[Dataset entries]
- Opening Delimiter -

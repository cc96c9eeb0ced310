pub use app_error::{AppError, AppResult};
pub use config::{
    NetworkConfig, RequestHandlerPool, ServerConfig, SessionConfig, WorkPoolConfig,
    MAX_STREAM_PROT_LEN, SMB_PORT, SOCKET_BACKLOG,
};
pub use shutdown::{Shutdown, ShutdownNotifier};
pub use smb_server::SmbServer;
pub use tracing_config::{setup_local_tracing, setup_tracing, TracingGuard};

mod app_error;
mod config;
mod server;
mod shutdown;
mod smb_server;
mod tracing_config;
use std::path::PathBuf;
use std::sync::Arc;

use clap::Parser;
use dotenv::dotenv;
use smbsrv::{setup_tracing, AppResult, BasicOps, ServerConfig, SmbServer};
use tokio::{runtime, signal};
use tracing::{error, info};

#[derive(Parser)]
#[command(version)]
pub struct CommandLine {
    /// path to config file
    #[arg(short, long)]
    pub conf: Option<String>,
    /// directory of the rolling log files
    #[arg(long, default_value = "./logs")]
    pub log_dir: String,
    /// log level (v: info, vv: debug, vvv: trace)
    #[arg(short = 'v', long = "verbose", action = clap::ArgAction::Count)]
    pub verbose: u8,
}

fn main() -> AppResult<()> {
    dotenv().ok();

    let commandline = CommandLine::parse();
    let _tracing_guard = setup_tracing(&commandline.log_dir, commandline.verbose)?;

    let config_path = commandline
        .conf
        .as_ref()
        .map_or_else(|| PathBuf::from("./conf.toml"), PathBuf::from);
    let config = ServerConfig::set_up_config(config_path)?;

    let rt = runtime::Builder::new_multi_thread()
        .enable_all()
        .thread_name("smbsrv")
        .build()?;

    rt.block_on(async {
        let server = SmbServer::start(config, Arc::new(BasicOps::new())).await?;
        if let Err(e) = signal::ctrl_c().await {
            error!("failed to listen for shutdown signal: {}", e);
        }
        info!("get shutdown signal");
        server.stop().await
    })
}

- Closing Delimiter -

What you should do:
Of the entries listed above, reproduce only the lines starting at the line containing "use dotenv::dotenv;" and ending at the line containing "dotenv().ok();". Include both, exactly as they stand.

Response:
use dotenv::dotenv;
use smbsrv::{setup_tracing, AppResult, BasicOps, ServerConfig, SmbServer};
use tokio::{runtime, signal};
use tracing::{error, info};

#[derive(Parser)]
#[command(version)]
pub struct CommandLine {
    /// path to config file
    #[arg(short, long)]
    pub conf: Option<String>,
    /// directory of the rolling log files
    #[arg(long, default_value = "./logs")]
    pub log_dir: String,
    /// log level (v: info, vv: debug, vvv: trace)
    #[arg(short = 'v', long = "verbose", action = clap::ArgAction::Count)]
    pub verbose: u8,
}

fn main() -> AppResult<()> {
    dotenv().ok();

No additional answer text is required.